El primer tiempo nos dejó una acción que desató la indignación en el bando visitante. Todo comenzó cuando Taisei Miyashiro se lanzó al ataque buscando un centro al área, con esa determinación que solo los delanteros saben tener. Conectó el balón con la cabeza antes de que el portero Alfonso Herrero pudiera llegar, pero lo cierto es que el guardameta no tuvo piedad y acabó derribándolo dentro del área. En ese momento, muchos nos quedamos con dudas: ¿era falta o no?

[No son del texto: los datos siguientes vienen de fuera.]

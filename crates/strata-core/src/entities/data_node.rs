//! Data node entity

use crate::config::DataNodeConfig;
use crate::ids::{DataNodeId, JobId};
use crate::scope::{ContextKey, Scope};
use chrono::{DateTime, Utc};
use indexmap::IndexMap;
use serde::{Deserialize, Serialize};
use serde_json::Value;
use strata_store::Entity;

/// One recorded write
#[derive(Debug, Clone, PartialEq, Eq, Serialize, Deserialize)]
pub struct Edit {
    /// When the value was written
    pub timestamp: DateTime<Utc>,
    /// Job that wrote it, `None` for default data and manual writes
    pub job_id: Option<JobId>,
}

/// Addressable data artifact; its value lives in a connector
#[derive(Debug, Clone, PartialEq, Serialize, Deserialize)]
pub struct DataNode {
    id: DataNodeId,
    config_id: String,
    scope: Scope,
    storage_type: String,
    owner_id: Option<String>,
    properties: IndexMap<String, Value>,
    last_edit_date: Option<DateTime<Utc>>,
    edits: Vec<Edit>,
    #[serde(default, skip_serializing_if = "Option::is_none")]
    context_key: Option<ContextKey>,
}

impl DataNode {
    /// Create never-written data node
    #[must_use]
    pub fn new(
        id: DataNodeId,
        config_id: impl Into<String>,
        scope: Scope,
        storage_type: impl Into<String>,
    ) -> Self {
        Self {
            id,
            config_id: config_id.into(),
            scope,
            storage_type: storage_type.into(),
            owner_id: None,
            properties: IndexMap::new(),
            last_edit_date: None,
            edits: Vec::new(),
            context_key: None,
        }
    }

    /// Instantiate `config` under a fresh id
    #[must_use]
    pub fn from_config(config: &DataNodeConfig, owner_id: Option<String>) -> Self {
        let mut node = Self::new(
            DataNodeId::generate(config.id()),
            config.id(),
            config.scope(),
            config.storage_type(),
        );
        node.owner_id = owner_id;
        node.properties = config.properties().clone();
        node
    }

    /// Set owner
    #[must_use]
    pub fn with_owner(mut self, owner_id: impl Into<String>) -> Self {
        self.owner_id = Some(owner_id.into());
        self
    }

    /// Id
    #[inline]
    #[must_use]
    pub fn id(&self) -> &DataNodeId {
        &self.id
    }

    /// Config id
    #[inline]
    #[must_use]
    pub fn config_id(&self) -> &str {
        &self.config_id
    }

    /// Scope
    #[inline]
    #[must_use]
    pub fn scope(&self) -> Scope {
        self.scope
    }

    /// Connector storage type
    #[inline]
    #[must_use]
    pub fn storage_type(&self) -> &str {
        &self.storage_type
    }

    /// Owning pipeline, scenario or cycle id
    #[inline]
    #[must_use]
    pub fn owner_id(&self) -> Option<&str> {
        self.owner_id.as_deref()
    }

    /// Properties
    #[inline]
    #[must_use]
    pub fn properties(&self) -> &IndexMap<String, Value> {
        &self.properties
    }

    /// Time of the last write
    #[inline]
    #[must_use]
    pub fn last_edit_date(&self) -> Option<DateTime<Utc>> {
        self.last_edit_date
    }

    /// Write history, oldest first
    #[inline]
    #[must_use]
    pub fn edits(&self) -> &[Edit] {
        &self.edits
    }

    /// Context key the node was realized for, `None` when never shared
    #[inline]
    #[must_use]
    pub fn context_key(&self) -> Option<&ContextKey> {
        self.context_key.as_ref()
    }

    pub(crate) fn set_context_key(&mut self, key: ContextKey) {
        self.context_key = Some(key);
    }

    /// Whether a value was ever written
    #[inline]
    #[must_use]
    pub fn is_ready_for_reading(&self) -> bool {
        self.last_edit_date.is_some()
    }

    pub(crate) fn record_edit(&mut self, job_id: Option<JobId>) {
        let timestamp = Utc::now();
        self.last_edit_date = Some(timestamp);
        self.edits.push(Edit { timestamp, job_id });
    }
}

impl Entity for DataNode {
    const KIND: &'static str = "data_node";

    fn id(&self) -> &str {
        self.id.as_str()
    }

    fn config_id(&self) -> &str {
        &self.config_id
    }
}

Las voces de la indignación
Y aquí entra Luis García, el entrenador de Las Palmas, quien tras el pitido final no pudo ocultar su frustración: “No puedo dejar de hablar del choque del portero con Miyashiro; toca el balón antes que él. A mí me parece muy claro”. Y es cierto, porque mientras él defendía arduamente a los árbitros -un trabajo difícil sin duda- también dejaba claro lo evidente para todos aquellos que vieron la jugada repetida: ¡penalti claro! Sin embargo, ni desde Las Rozas ni los asistentes decidieron revisar la decisión y eso sólo avivó aún más las llamas de un debate ya candente.
No hay duda de que esta jugada cumplía con todos los requisitos para ser sancionada como pena máxima, pero así son las cosas en este deporte: a veces te miran y otras te ignoran. Y nosotros, como aficionados y seguidores del equipo canario, solo podemos preguntarnos qué fue lo que pasó realmente en aquella acción fatídica.